* **Supplied information**
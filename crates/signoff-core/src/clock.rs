//! Injectable time source.
//!
//! Deadlines, breach flags and audit timestamps all read the clock through
//! this trait so tests can pin or advance time.

use std::sync::Mutex;

use chrono::{DateTime, Duration, Utc};

pub trait Clock: Send + Sync {
    fn now(&self) -> DateTime<Utc>;
}

/// Wall-clock time.
#[derive(Debug, Clone, Copy, Default)]
pub struct SystemClock;

impl Clock for SystemClock {
    fn now(&self) -> DateTime<Utc> {
        Utc::now()
    }
}

/// A clock that only moves when told to.
#[derive(Debug)]
pub struct FixedClock {
    now: Mutex<DateTime<Utc>>,
}

impl FixedClock {
    pub fn new(now: DateTime<Utc>) -> Self {
        Self {
            now: Mutex::new(now),
        }
    }

    pub fn set(&self, now: DateTime<Utc>) {
        if let Ok(mut guard) = self.now.lock() {
            *guard = now;
        }
    }

    pub fn advance(&self, by: Duration) {
        if let Ok(mut guard) = self.now.lock() {
            *guard += by;
        }
    }
}

impl Clock for FixedClock {
    fn now(&self) -> DateTime<Utc> {
        match self.now.lock() {
            Ok(guard) => *guard,
            Err(poisoned) => *poisoned.into_inner(),
        }
    }
}
//! Broadcast event bus for distributing `WorkflowEvent` to subscribers.
//!
//! Built on `tokio::sync::broadcast`. Events are published only after the
//! corresponding state change has been committed, and publishing with no
//! active subscribers is a no-op.

use signoff_types::event::WorkflowEvent;
use tokio::sync::broadcast;

/// Multi-consumer bus for engine events.
///
/// Cloning the bus clones the sender, so every service can hold its own
/// handle to the same channel.
#[derive(Clone)]
pub struct EventBus {
    sender: broadcast::Sender<WorkflowEvent>,
}

impl EventBus {
    pub fn new(capacity: usize) -> Self {
        let (sender, _) = broadcast::channel(capacity);
        Self { sender }
    }

    pub fn subscribe(&self) -> broadcast::Receiver<WorkflowEvent> {
        self.sender.subscribe()
    }

    pub fn publish(&self, event: WorkflowEvent) {
        let _ = self.sender.send(event);
    }
}

impl Default for EventBus {
    fn default() -> Self {
        Self::new(256)
    }
}

impl std::fmt::Debug for EventBus {
    fn fmt(&self, f: &mut std::fmt::Formatter<'_>) -> std::fmt::Result {
        f.debug_struct("EventBus")
            .field("receiver_count", &self.sender.receiver_count())
            .finish()
    }
}
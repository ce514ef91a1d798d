//! Workflow definition handlers.
//!
//! Reads are open to any authenticated actor; creating, deleting and
//! toggling definitions requires the admin role.

use axum::Json;
use axum::extract::{Path, State};
use axum::http::StatusCode;

use signoff_types::definition::{CreateDefinitionRequest, WorkflowDefinition};
use signoff_types::id::DefinitionId;

use crate::http::error::AppError;
use crate::http::extractors::auth::CurrentActor;
use crate::http::extractors::query::parse_id;
use crate::http::response::{ApiResponse, RequestTimer};
use crate::state::AppState;

type WorkflowResponse = Json<ApiResponse<WorkflowDefinition>>;

/// GET /api/v1/workflows
pub async fn list_workflows(
    State(state): State<AppState>,
    _actor: CurrentActor,
) -> Result<Json<ApiResponse<Vec<WorkflowDefinition>>>, AppError> {
    let timer = RequestTimer::start();
    let workflows = state.definitions.list().await?;
    Ok(Json(timer.success(workflows).with_link("self", "/api/v1/workflows")))
}

/// POST /api/v1/workflows
pub async fn create_workflow(
    State(state): State<AppState>,
    actor: CurrentActor,
    Json(body): Json<CreateDefinitionRequest>,
) -> Result<(StatusCode, WorkflowResponse), AppError> {
    let timer = RequestTimer::start();
    actor.require_admin()?;

    let workflow = state.definitions.create(body, Some(actor.0.user_id)).await?;
    let href = format!("/api/v1/workflows/{}", workflow.id);
    Ok((StatusCode::CREATED, Json(timer.success(workflow).with_link("self", &href))))
}

/// GET /api/v1/workflows/{id}
pub async fn get_workflow(
    State(state): State<AppState>,
    _actor: CurrentActor,
    Path(id): Path<String>,
) -> Result<WorkflowResponse, AppError> {
    let timer = RequestTimer::start();
    let id: DefinitionId = parse_id("workflow id", &id)?;
    let workflow = state.definitions.get(&id).await?;
    let href = format!("/api/v1/workflows/{id}");
    Ok(Json(timer.success(workflow).with_link("self", &href)))
}

/// DELETE /api/v1/workflows/{id}
///
/// Refused with 409 while an open request still references the workflow.
pub async fn delete_workflow(
    State(state): State<AppState>,
    actor: CurrentActor,
    Path(id): Path<String>,
) -> Result<Json<ApiResponse<serde_json::Value>>, AppError> {
    let timer = RequestTimer::start();
    actor.require_admin()?;
    let id: DefinitionId = parse_id("workflow id", &id)?;

    state.definitions.delete(&id, Some(actor.0.user_id)).await?;
    Ok(Json(timer.success(serde_json::json!({"deleted": true, "id": id}))))
}

/// POST /api/v1/workflows/{id}/activate
pub async fn activate_workflow(
    state: State<AppState>,
    actor: CurrentActor,
    id: Path<String>,
) -> Result<WorkflowResponse, AppError> {
    set_active(state, actor, id, true).await
}

/// POST /api/v1/workflows/{id}/deactivate
pub async fn deactivate_workflow(
    state: State<AppState>,
    actor: CurrentActor,
    id: Path<String>,
) -> Result<WorkflowResponse, AppError> {
    set_active(state, actor, id, false).await
}

async fn set_active(
    State(state): State<AppState>,
    actor: CurrentActor,
    Path(id): Path<String>,
    is_active: bool,
) -> Result<WorkflowResponse, AppError> {
    let timer = RequestTimer::start();
    actor.require_admin()?;
    let id: DefinitionId = parse_id("workflow id", &id)?;

    let workflow = state
        .definitions
        .set_active(&id, is_active, Some(actor.0.user_id))
        .await?;
    let href = format!("/api/v1/workflows/{id}");
    Ok(Json(timer.success(workflow).with_link("self", &href)))
}
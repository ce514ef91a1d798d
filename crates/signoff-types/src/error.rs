use thiserror::Error;

use crate::id::DefinitionId;

/// Errors from repository operations (used by trait definitions in signoff-core).
#[derive(Debug, Error)]
pub enum RepositoryError {
    #[error("database connection error")]
    Connection,

    #[error("query error: {0}")]
    Query(String),

    #[error("entity not found")]
    NotFound,

    #[error("conflict: {0}")]
    Conflict(String),
}

/// Errors surfaced by the workflow engine and its services.
///
/// Callers distinguish "refresh and retry" (`Conflict`, `InactiveDefinition`)
/// from "re-authenticate" (`Unauthorized`, `Forbidden`) via [`EngineError::kind`].
#[derive(Debug, Error)]
pub enum EngineError {
    /// Malformed definition or input. Never retried automatically.
    #[error("validation error: {0}")]
    Validation(String),

    #[error("{0} not found")]
    NotFound(String),

    /// The actor does not satisfy the current step's gate.
    #[error("forbidden: {0}")]
    Forbidden(String),

    /// Stale version, no actionable step, undefined transition or a
    /// referenced definition.
    #[error("conflict: {0}")]
    Conflict(String),

    #[error("workflow definition {0} is inactive")]
    InactiveDefinition(DefinitionId),

    #[error("unauthorized: {0}")]
    Unauthorized(String),

    #[error("storage error: {0}")]
    Storage(String),
}

/// Coarse error classes used for transport mapping.
#[derive(Debug, Clone, Copy, PartialEq, Eq)]
pub enum ErrorKind {
    Validation,
    NotFound,
    Forbidden,
    Conflict,
    Unauthorized,
    Internal,
}

impl EngineError {
    pub fn kind(&self) -> ErrorKind {
        match self {
            EngineError::Validation(_) => ErrorKind::Validation,
            EngineError::NotFound(_) => ErrorKind::NotFound,
            EngineError::Forbidden(_) => ErrorKind::Forbidden,
            EngineError::Conflict(_) | EngineError::InactiveDefinition(_) => ErrorKind::Conflict,
            EngineError::Unauthorized(_) => ErrorKind::Unauthorized,
            EngineError::Storage(_) => ErrorKind::Internal,
        }
    }

    /// Shorthand for the lost-race conflict returned by the executor.
    pub fn stale() -> Self {
        EngineError::Conflict("stale instance state".to_string())
    }
}

impl From<RepositoryError> for EngineError {
    fn from(e: RepositoryError) -> Self {
        match e {
            RepositoryError::NotFound => EngineError::NotFound("entity".to_string()),
            RepositoryError::Conflict(msg) => EngineError::Conflict(msg),
            other => EngineError::Storage(other.to_string()),
        }
    }
}
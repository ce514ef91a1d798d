//! Query parameter extractors and path id parsing.

use std::str::FromStr;

use serde::Deserialize;

use signoff_core::repository::instance::InstanceFilter;
use signoff_types::id::UserId;
use signoff_types::instance::InstanceStatus;

use crate::http::error::AppError;

/// Query parameters for `GET /requests`.
#[derive(Debug, Deserialize, Default)]
pub struct RequestListQuery {
    pub status: Option<String>,
    pub requester_id: Option<String>,
    pub limit: Option<i64>,
    pub offset: Option<i64>,
}

impl RequestListQuery {
    pub fn into_filter(self) -> Result<InstanceFilter, AppError> {
        let status = match &self.status {
            Some(s) => Some(s.parse::<InstanceStatus>().map_err(AppError::Validation)?),
            None => None,
        };
        let requester_id = match &self.requester_id {
            Some(s) => Some(parse_id::<UserId>("requester_id", s)?),
            None => None,
        };
        Ok(InstanceFilter {
            status,
            requester_id,
            limit: self.limit,
            offset: self.offset,
        })
    }
}

/// Query parameters for `GET /audit`.
#[derive(Debug, Deserialize, Default)]
pub struct AuditQuery {
    pub request_id: Option<String>,
    pub limit: Option<i64>,
}

/// Parse an id from a path segment or query value.
pub fn parse_id<T: FromStr>(kind: &str, value: &str) -> Result<T, AppError> {
    value
        .parse::<T>()
        .map_err(|_| AppError::Validation(format!("invalid {kind}: '{value}'")))
}
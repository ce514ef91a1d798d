//! Request instance handlers: start, read, process and task queries.

use axum::Json;
use axum::extract::{Path, Query, State};
use axum::http::StatusCode;
use serde::Deserialize;
use serde_json::{Value, json};

use signoff_core::engine::Decision;
use signoff_types::id::InstanceId;
use signoff_types::instance::{DashboardStats, InstanceView, StartRequest, TaskView};

use crate::http::error::AppError;
use crate::http::extractors::auth::CurrentActor;
use crate::http::extractors::query::{RequestListQuery, parse_id};
use crate::http::response::{ApiResponse, RequestTimer};
use crate::state::AppState;

type InstanceResponse = Json<ApiResponse<InstanceView>>;

/// Body of `POST /requests/{id}/process`.
#[derive(Debug, Deserialize)]
pub struct ProcessBody {
    pub outcome: String,
    #[serde(default)]
    pub context: Option<Value>,
    /// Optimistic check: fail with 409 unless the request is at this version.
    #[serde(default)]
    pub version: Option<i64>,
}

impl ProcessBody {
    fn into_decision(self) -> Decision {
        let mut decision = Decision::new(self.outcome);
        if let Some(context) = self.context {
            decision = decision.with_context(context);
        }
        if let Some(version) = self.version {
            decision = decision.at_version(version);
        }
        decision
    }
}

/// Body of the `/workflow-instances/{id}/decision` alias.
#[derive(Debug, Deserialize)]
pub struct DecisionBody {
    pub action: String,
    #[serde(default)]
    pub comment: Option<String>,
    #[serde(default)]
    pub version: Option<i64>,
}

impl DecisionBody {
    fn into_decision(self) -> Decision {
        let mut decision = Decision::new(self.action.trim().to_uppercase());
        if let Some(comment) = self.comment {
            decision = decision.with_context(json!({ "comment": comment }));
        }
        if let Some(version) = self.version {
            decision = decision.at_version(version);
        }
        decision
    }
}

fn links(resp: ApiResponse<InstanceView>, id: &InstanceId) -> ApiResponse<InstanceView> {
    resp.with_link("self", &format!("/api/v1/requests/{id}"))
        .with_link("process", &format!("/api/v1/requests/{id}/process"))
        .with_link("audit", &format!("/api/v1/audit?request_id={id}"))
}

/// GET /api/v1/requests
pub async fn list_requests(
    State(state): State<AppState>,
    _actor: CurrentActor,
    Query(query): Query<RequestListQuery>,
) -> Result<Json<ApiResponse<Vec<InstanceView>>>, AppError> {
    let timer = RequestTimer::start();
    let filter = query.into_filter()?;

    let now = state.clock.now();
    let views = state
        .instances
        .list(filter)
        .await?
        .iter()
        .map(|i| i.view(now))
        .collect::<Vec<_>>();
    Ok(Json(timer.success(views).with_link("self", "/api/v1/requests")))
}

/// POST /api/v1/requests
///
/// The authenticated actor becomes the requester.
pub async fn start_request(
    State(state): State<AppState>,
    actor: CurrentActor,
    Json(body): Json<StartRequest>,
) -> Result<(StatusCode, InstanceResponse), AppError> {
    let timer = RequestTimer::start();
    let payload = body.request_data.unwrap_or_else(|| json!({}));

    let instance = state
        .instances
        .start(&body.workflow_id, actor.0.user_id, payload)
        .await?;
    let resp = links(timer.success(instance.view(state.clock.now())), &instance.id);
    Ok((StatusCode::CREATED, Json(resp)))
}

/// GET /api/v1/requests/{id}
pub async fn get_request(
    State(state): State<AppState>,
    _actor: CurrentActor,
    Path(id): Path<String>,
) -> Result<InstanceResponse, AppError> {
    let timer = RequestTimer::start();
    let id: InstanceId = parse_id("request id", &id)?;
    let instance = state.instances.get(&id).await?;
    Ok(Json(links(timer.success(instance.view(state.clock.now())), &id)))
}

/// POST /api/v1/requests/{id}/process
pub async fn process_request(
    State(state): State<AppState>,
    actor: CurrentActor,
    Path(id): Path<String>,
    Json(body): Json<ProcessBody>,
) -> Result<InstanceResponse, AppError> {
    decide(&state, &actor, &id, body.into_decision()).await
}

/// POST /api/v1/workflow-instances/{id}/decision
pub async fn decide_alias(
    State(state): State<AppState>,
    actor: CurrentActor,
    Path(id): Path<String>,
    Json(body): Json<DecisionBody>,
) -> Result<InstanceResponse, AppError> {
    decide(&state, &actor, &id, body.into_decision()).await
}

async fn decide(
    state: &AppState,
    actor: &CurrentActor,
    id: &str,
    decision: Decision,
) -> Result<InstanceResponse, AppError> {
    let timer = RequestTimer::start();
    let id: InstanceId = parse_id("request id", id)?;
    let instance = state.executor.process(&id, &actor.0, decision).await?;
    Ok(Json(links(timer.success(instance.view(state.clock.now())), &id)))
}

/// GET /api/v1/requests/my-tasks
pub async fn my_tasks(
    State(state): State<AppState>,
    actor: CurrentActor,
) -> Result<Json<ApiResponse<Vec<TaskView>>>, AppError> {
    let timer = RequestTimer::start();
    let tasks = state.tasks.my_tasks(&actor.0).await?;
    Ok(Json(timer.success(tasks).with_link("self", "/api/v1/requests/my-tasks")))
}

/// GET /api/v1/requests/stats
pub async fn request_stats(
    State(state): State<AppState>,
    _actor: CurrentActor,
) -> Result<Json<ApiResponse<DashboardStats>>, AppError> {
    let timer = RequestTimer::start();
    let stats = state.tasks.stats().await?;
    Ok(Json(timer.success(stats)))
}
//! Tracing subscriber initialization.
//!
//! ```no_run
//! use signoff_observe::{LogFormat, init_tracing};
//!
//! // Human-readable logs, filtered by RUST_LOG (default `info,sqlx=warn`)
//! init_tracing(LogFormat::Pretty, signoff_observe::DEFAULT_FILTER, false).unwrap();
//! ```

use opentelemetry::trace::TracerProvider as _;
use opentelemetry_sdk::trace::SdkTracerProvider;
use tracing_subscriber::EnvFilter;
use tracing_subscriber::Layer;
use tracing_subscriber::fmt::format::FmtSpan;
use tracing_subscriber::layer::SubscriberExt;
use tracing_subscriber::util::SubscriberInitExt;

use std::sync::OnceLock;

/// Filter used when `RUST_LOG` is unset and the caller has no preference.
pub const DEFAULT_FILTER: &str = "info,sqlx=warn";

static TRACER_PROVIDER: OnceLock<SdkTracerProvider> = OnceLock::new();

/// Output format of the log layer.
#[derive(Debug, Clone, Copy, PartialEq, Eq, Default)]
pub enum LogFormat {
    #[default]
    Pretty,
    /// One JSON object per line, for log shippers.
    Json,
}

fn env_filter(default: &str) -> EnvFilter {
    EnvFilter::try_from_default_env().unwrap_or_else(|_| EnvFilter::new(default))
}

/// Install the global tracing subscriber.
///
/// `RUST_LOG` wins over `default_filter` when set.
///
/// When `enable_otel` is true, spans are also bridged to OpenTelemetry with
/// a stdout exporter.
///
/// # Errors
///
/// Fails if a global subscriber is already installed.
pub fn init_tracing(
    format: LogFormat,
    default_filter: &str,
    enable_otel: bool,
) -> Result<(), Box<dyn std::error::Error>> {
    let fmt_layer = match format {
        LogFormat::Pretty => tracing_subscriber::fmt::layer()
            .with_target(true)
            .with_writer(std::io::stderr)
            .boxed(),
        LogFormat::Json => tracing_subscriber::fmt::layer()
            .json()
            .with_span_events(FmtSpan::CLOSE)
            .with_writer(std::io::stderr)
            .boxed(),
    };

    let otel_layer = if enable_otel {
        let provider = SdkTracerProvider::builder()
            .with_simple_exporter(opentelemetry_stdout::SpanExporter::default())
            .build();
        let tracer = provider.tracer("signoff");
        let _ = TRACER_PROVIDER.set(provider.clone());
        opentelemetry::global::set_tracer_provider(provider);
        Some(tracing_opentelemetry::layer().with_tracer(tracer))
    } else {
        None
    };

    tracing_subscriber::registry()
        .with(env_filter(default_filter))
        .with(fmt_layer)
        .with(otel_layer)
        .try_init()?;

    Ok(())
}

/// Flush buffered spans. No-op when OpenTelemetry was not enabled.
pub fn shutdown_tracing() {
    if let Some(provider) = TRACER_PROVIDER.get() {
        if let Err(e) = provider.shutdown() {
            eprintln!("Warning: OTel tracer provider shutdown error: {e}");
        }
    }
}
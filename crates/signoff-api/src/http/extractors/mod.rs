//! Request extractors for authentication, query strings and path ids.

pub mod auth;
pub mod query;
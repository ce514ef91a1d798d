//! Log-based notification sink for engine events.
//!
//! Stands in for mail or chat delivery: every `WorkflowEvent` published on
//! the bus is written as a structured `tracing` record under the
//! `signoff::notify` target.

use tokio::sync::broadcast;
use tokio_util::sync::CancellationToken;

use signoff_core::event::EventBus;
use signoff_types::event::WorkflowEvent;

/// Spawn the notifier on the current runtime.
pub fn spawn(events: &EventBus, cancel: CancellationToken) -> tokio::task::JoinHandle<usize> {
    let rx = events.subscribe();
    tokio::spawn(run(rx, cancel))
}

/// Drain events until the bus closes or `cancel` fires. Returns the number
/// of events delivered.
pub async fn run(mut rx: broadcast::Receiver<WorkflowEvent>, cancel: CancellationToken) -> usize {
    let mut delivered = 0;
    loop {
        tokio::select! {
            _ = cancel.cancelled() => break,
            received = rx.recv() => match received {
                Ok(event) => {
                    deliver(&event);
                    delivered += 1;
                }
                Err(broadcast::error::RecvError::Lagged(n)) => {
                    tracing::warn!(skipped = n, "notifier lagged, skipping {n} events");
                }
                Err(broadcast::error::RecvError::Closed) => break,
            },
        }
    }
    tracing::debug!(delivered, "notifier stopped");
    delivered
}

fn deliver(event: &WorkflowEvent) {
    match event {
        WorkflowEvent::StepAssigned {
            instance_id,
            workflow_name,
            step_order,
            step_name,
            required_role_id,
            deadline,
            ..
        } => {
            tracing::info!(
                target: "signoff::notify",
                %instance_id,
                workflow = %workflow_name,
                step_order,
                role = ?required_role_id,
                deadline = ?deadline,
                "step '{step_name}' awaits a decision"
            );
        }
        WorkflowEvent::InstanceFinished {
            instance_id,
            workflow_name,
            status,
        } => {
            tracing::info!(
                target: "signoff::notify",
                %instance_id,
                workflow = %workflow_name,
                %status,
                "request finished"
            );
        }
        WorkflowEvent::SlaBreached {
            instance_id,
            workflow_name,
            step_order,
            step_name,
            deadline,
        } => {
            tracing::warn!(
                target: "signoff::notify",
                %instance_id,
                workflow = %workflow_name,
                step_order,
                %deadline,
                "step '{step_name}' breached its SLA"
            );
        }
    }
}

* **Activity**
Scan the data above line by line. Please say how many lines hold the word "Internal", and give only that number.

* **Worked solution**
2